DISINFO: Die NATO versucht, Russland einzukreisen und hat ein Ziel - Russland zu neutralisieren.
SUMMARY
Die NATO-Truppen versuchen, Russland einzukreisen. Der Ring um Russland schwächt sich nicht, nein. Sie vergrößern das Kontingent, erhöhen die Anzahl der Manöver und Provokationen an den Grenzen. All dies wird von einer zunehmenden anti-russischen Hysterie begleitet. Mit dem Verschwinden des Warschauer Pakts und des gesamten sowjetischen Blocks wurden keine Vereinbarungen respektiert, die NATO rückte nach Osten vor. Die NATO hat ein Ziel – Russland zu neutralisieren.
RESPONSE
Dies ist eine wiederkehrende pro-Kreml-Desinformationsnarrative über NATO, die angeblich eine kriegerische und feindliche Agenda gegen Russland verfolgt. Erstens, NATO umzingelt Russland nicht.
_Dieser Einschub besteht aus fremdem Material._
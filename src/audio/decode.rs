use std::path::Path;

use symphonia::core::audio::SampleBuffer;
use symphonia::core::codecs::{CODEC_TYPE_NULL, DecoderOptions};
use symphonia::core::errors::Error as SymphoniaError;
use symphonia::core::formats::FormatOptions;
use symphonia::core::io::MediaSourceStream;
use symphonia::core::meta::MetadataOptions;
use symphonia::core::probe::Hint;

use crate::{
    audio::{AudioBuffer, SAMPLE_RATE},
    error::{VoxfaceError, VoxfaceResult},
};

/// Extensions accepted at the upload boundary. Anything else is rejected
/// before it reaches the pipeline.
pub const SUPPORTED_EXTENSIONS: [&str; 3] = ["wav", "mp3", "flac"];

/// Upload-boundary contract: accept `.wav`, `.mp3`, `.flac` only.
pub fn validate_audio_extension(path: &Path) -> VoxfaceResult<()> {
    let ext = path
        .extension()
        .and_then(|e| e.to_str())
        .map(str::to_ascii_lowercase);
    match ext.as_deref() {
        Some(ext) if SUPPORTED_EXTENSIONS.contains(&ext) => Ok(()),
        _ => Err(VoxfaceError::input(format!(
            "unsupported audio format for '{}': use WAV, MP3, or FLAC",
            path.display()
        ))),
    }
}

/// Load an audio file as mono PCM at [`SAMPLE_RATE`], peak-normalized to
/// [-1, 1].
///
/// Errors are all `Input`: missing file, unsupported extension, undecodable
/// container, or zero decoded samples.
pub fn decode_audio(path: &Path) -> VoxfaceResult<AudioBuffer> {
    validate_audio_extension(path)?;

    if !path.exists() {
        return Err(VoxfaceError::input(format!(
            "audio file not found: {}",
            path.display()
        )));
    }

    let file = std::fs::File::open(path).map_err(|e| {
        VoxfaceError::input(format!("failed to open '{}': {e}", path.display()))
    })?;
    let mss = MediaSourceStream::new(Box::new(file), Default::default());

    let mut hint = Hint::new();
    if let Some(ext) = path.extension().and_then(|e| e.to_str()) {
        hint.with_extension(ext);
    }

    let probed = symphonia::default::get_probe()
        .format(
            &hint,
            mss,
            &FormatOptions::default(),
            &MetadataOptions::default(),
        )
        .map_err(|e| {
            VoxfaceError::input(format!(
                "unrecognized audio container '{}': {e}",
                path.display()
            ))
        })?;
    let mut format = probed.format;

    let track = format
        .tracks()
        .iter()
        .find(|t| t.codec_params.codec != CODEC_TYPE_NULL)
        .ok_or_else(|| {
            VoxfaceError::input(format!("no decodable audio track in '{}'", path.display()))
        })?;
    let track_id = track.id;

    let src_rate = track.codec_params.sample_rate.ok_or_else(|| {
        VoxfaceError::input(format!("audio track missing sample rate: {}", path.display()))
    })?;

    let mut decoder = symphonia::default::get_codecs()
        .make(&track.codec_params, &DecoderOptions::default())
        .map_err(|e| {
            VoxfaceError::input(format!("unsupported audio codec in '{}': {e}", path.display()))
        })?;

    let mut mono = Vec::<f32>::new();

    loop {
        let packet = match format.next_packet() {
            Ok(p) => p,
            Err(SymphoniaError::IoError(e))
                if e.kind() == std::io::ErrorKind::UnexpectedEof =>
            {
                break;
            }
            Err(SymphoniaError::ResetRequired) => break,
            Err(e) => {
                return Err(VoxfaceError::input(format!(
                    "failed to read audio packet from '{}': {e}",
                    path.display()
                )));
            }
        };
        if packet.track_id() != track_id {
            continue;
        }

        let decoded = match decoder.decode(&packet) {
            Ok(d) => d,
            Err(SymphoniaError::DecodeError(e)) => {
                tracing::warn!("skipping undecodable packet in '{}': {e}", path.display());
                continue;
            }
            Err(e) => {
                return Err(VoxfaceError::input(format!(
                    "failed to decode '{}': {e}",
                    path.display()
                )));
            }
        };

        let spec = *decoded.spec();
        let channels = spec.channels.count();
        // Packet sizes can vary within a stream, so size the buffer per
        // packet.
        let mut buf = SampleBuffer::<f32>::new(decoded.capacity() as u64, spec);
        buf.copy_interleaved_ref(decoded);

        if channels <= 1 {
            mono.extend_from_slice(buf.samples());
        } else {
            for frame in buf.samples().chunks_exact(channels) {
                mono.push(frame.iter().sum::<f32>() / channels as f32);
            }
        }
    }

    if mono.is_empty() {
        return Err(VoxfaceError::input(format!(
            "audio file contains no samples: {}",
            path.display()
        )));
    }

    let resampled = resample_linear(&mono, src_rate, SAMPLE_RATE);
    Ok(AudioBuffer::new(peak_normalize(resampled), SAMPLE_RATE))
}

/// Linear-interpolation resample. Adequate for a 1-D speech signal feeding a
/// band-energy encoder; identity when the rates already match.
fn resample_linear(input: &[f32], from_rate: u32, to_rate: u32) -> Vec<f32> {
    if from_rate == to_rate || input.is_empty() {
        return input.to_vec();
    }

    let ratio = f64::from(from_rate) / f64::from(to_rate);
    let out_len = ((input.len() as f64) / ratio).floor() as usize;
    let mut out = Vec::with_capacity(out_len);
    for i in 0..out_len {
        let pos = i as f64 * ratio;
        let idx = pos as usize;
        let frac = (pos - idx as f64) as f32;
        let a = input[idx];
        let b = input[(idx + 1).min(input.len() - 1)];
        out.push(a + (b - a) * frac);
    }
    out
}

/// Normalize to [-1, 1] by peak: `s / (max|s| + 1e-6)`. An all-zero signal
/// stays all-zero.
fn peak_normalize(mut samples: Vec<f32>) -> Vec<f32> {
    let peak = samples.iter().fold(0.0f32, |m, s| m.max(s.abs()));
    let scale = 1.0 / (peak + 1e-6);
    for s in &mut samples {
        *s *= scale;
    }
    samples
}

#[cfg(test)]
mod tests {
    use super::*;
    use std::path::PathBuf;

    #[test]
    fn extension_gate_accepts_supported_formats() {
        for name in ["a.wav", "b.mp3", "c.flac", "d.WAV"] {
            assert!(validate_audio_extension(&PathBuf::from(name)).is_ok(), "{name}");
        }
    }

    #[test]
    fn extension_gate_rejects_everything_else() {
        for name in ["a.ogg", "b.txt", "noext", "e.mp4"] {
            assert!(
                matches!(
                    validate_audio_extension(&PathBuf::from(name)),
                    Err(crate::VoxfaceError::Input(_))
                ),
                "{name}"
            );
        }
    }

    #[test]
    fn missing_file_is_an_input_error() {
        let err = decode_audio(&PathBuf::from("definitely/not/here.wav")).unwrap_err();
        assert!(matches!(err, crate::VoxfaceError::Input(_)));
        assert!(err.to_string().contains("not found"));
    }

    #[test]
    fn resample_identity_when_rates_match() {
        let input = vec![0.0, 0.5, -0.5, 1.0];
        assert_eq!(resample_linear(&input, 16_000, 16_000), input);
    }

    #[test]
    fn resample_halves_length_for_double_rate() {
        let input: Vec<f32> = (0..100).map(|i| i as f32).collect();
        let out = resample_linear(&input, 32_000, 16_000);
        assert_eq!(out.len(), 50);
        // Even source positions land exactly on input samples.
        assert_eq!(out[0], 0.0);
        assert_eq!(out[1], 2.0);
    }

    #[test]
    fn peak_normalize_bounds_and_preserves_zero() {
        let out = peak_normalize(vec![0.5, -2.0, 1.0]);
        assert!(out.iter().all(|s| s.abs() <= 1.0));
        assert!((out[1] + 1.0).abs() < 1e-3);

        let zeros = peak_normalize(vec![0.0; 8]);
        assert!(zeros.iter().all(|s| *s == 0.0));
    }

    #[test]
    fn decodes_a_minimal_wav_file() {
        // 16-bit PCM mono 16 kHz, 160 samples of silence.
        let samples: u32 = 160;
        let data_len = samples * 2;
        let mut wav = Vec::new();
        wav.extend_from_slice(b"RIFF");
        wav.extend_from_slice(&(36 + data_len).to_le_bytes());
        wav.extend_from_slice(b"WAVE");
        wav.extend_from_slice(b"fmt ");
        wav.extend_from_slice(&16u32.to_le_bytes());
        wav.extend_from_slice(&1u16.to_le_bytes()); // PCM
        wav.extend_from_slice(&1u16.to_le_bytes()); // mono
        wav.extend_from_slice(&16_000u32.to_le_bytes());
        wav.extend_from_slice(&32_000u32.to_le_bytes()); // byte rate
        wav.extend_from_slice(&2u16.to_le_bytes()); // block align
        wav.extend_from_slice(&16u16.to_le_bytes()); // bits
        wav.extend_from_slice(b"data");
        wav.extend_from_slice(&data_len.to_le_bytes());
        wav.extend_from_slice(&vec![0u8; data_len as usize]);

        let path = std::env::temp_dir().join(format!(
            "voxface_decode_test_{}.wav",
            std::process::id()
        ));
        std::fs::write(&path, &wav).unwrap();

        let buf = decode_audio(&path).unwrap();
        std::fs::remove_file(&path).ok();

        assert_eq!(buf.sample_rate(), SAMPLE_RATE);
        assert_eq!(buf.len(), samples as usize);
        assert!(buf.samples().iter().all(|s| *s == 0.0));
    }
}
Russlands Landgrenze ist über 20.000 Kilometer lang. Davon werden weniger als ein Sechzehntel (1.215 Kilometer) mit NATO-Mitgliedern geteilt. Russland hat Landgrenzen mit 14 Ländern. Nur fünf davon sind NATO-Mitglieder. Dann war die NATO-Osterweiterung nicht "gegenüber den Versprechungen". Die NATO-Verbündeten treffen Entscheidungen im Konsens und diese werden dokumentiert. Es gibt keine Aufzeichnungen über eine solche Entscheidung, die von der NATO getroffen wurde. Selbst wenn es eine persönliche Zusicherung von einem einzelnen Führer gab, könnte dies den Konsens der Allianz nicht ersetzen und stellt kein formelles NATO-Abkommen dar. Dieses Versprechen wurde nie gegeben, wie bestätigt von Mikhail Gorbatschow, dem damaligen Präsidenten der Sowjetunion:
"Das Thema 'NATO-Erweiterung' wurde überhaupt nicht besprochen, und es wurde in diesen Jahren nicht angesprochen. Ich sage dies mit voller Verantwortung. Kein einziges osteuropäisches Land hat das Thema angesprochen, nicht einmal nachdem der Warschauer Pakt 1991 aufgehört hatte zu existieren. Auch die westlichen Führer haben es nicht angesprochen."
Zentrale und osteuropäische Länder begannen in den frühen 1990er Jahren, die NATO-Mitgliedschaft zu suchen. Die NATO suchte aktiv nach einer kooperativen Umgebung, die der Erweiterung zuträglich war, während sie gleichzeitig besondere Beziehungen zu Russland aufbaute. Darüber hinaus „erweitert“ die NATO nicht im imperialistischen Sinne, wie er von pro-kremlischen Medien beschrieben wird. Vielmehr berücksichtigt sie die Anträge von Kandidatenländern, die dem Bündnis beitreten wollen, basierend auf ihrem eigenen nationalen Willen. Daher ist die NATO-Erweiterung nicht gegen Russland gerichtet. Die "Offene Tür-Politik" der NATO basiert auf Artikel 10 des Gründungsdokuments der Allianz, des Nordatlantikvertrags (1949). Der Vertrag besagt, dass die NATO-Mitgliedschaft für jeden „europäischen Staat, der in der Lage ist, die Prinzipien dieses Vertrages zu fördern und zur Sicherheit des nordatlantischen Raums beizutragen“, offen ist. Jedes souveräne Land hat das Recht, seine eigenen Sicherheitsarrangements zu wählen. Siehe mehr ähnliche Desinformationsfälle, die behaupten, dass NATO Russland versprochen hat, nicht nach Osten zu expandieren und dass NATO alle zuvor bestehenden Vereinbarungen vergessen hat und trotz Versprechungen an Gorbatschow erweitert hat.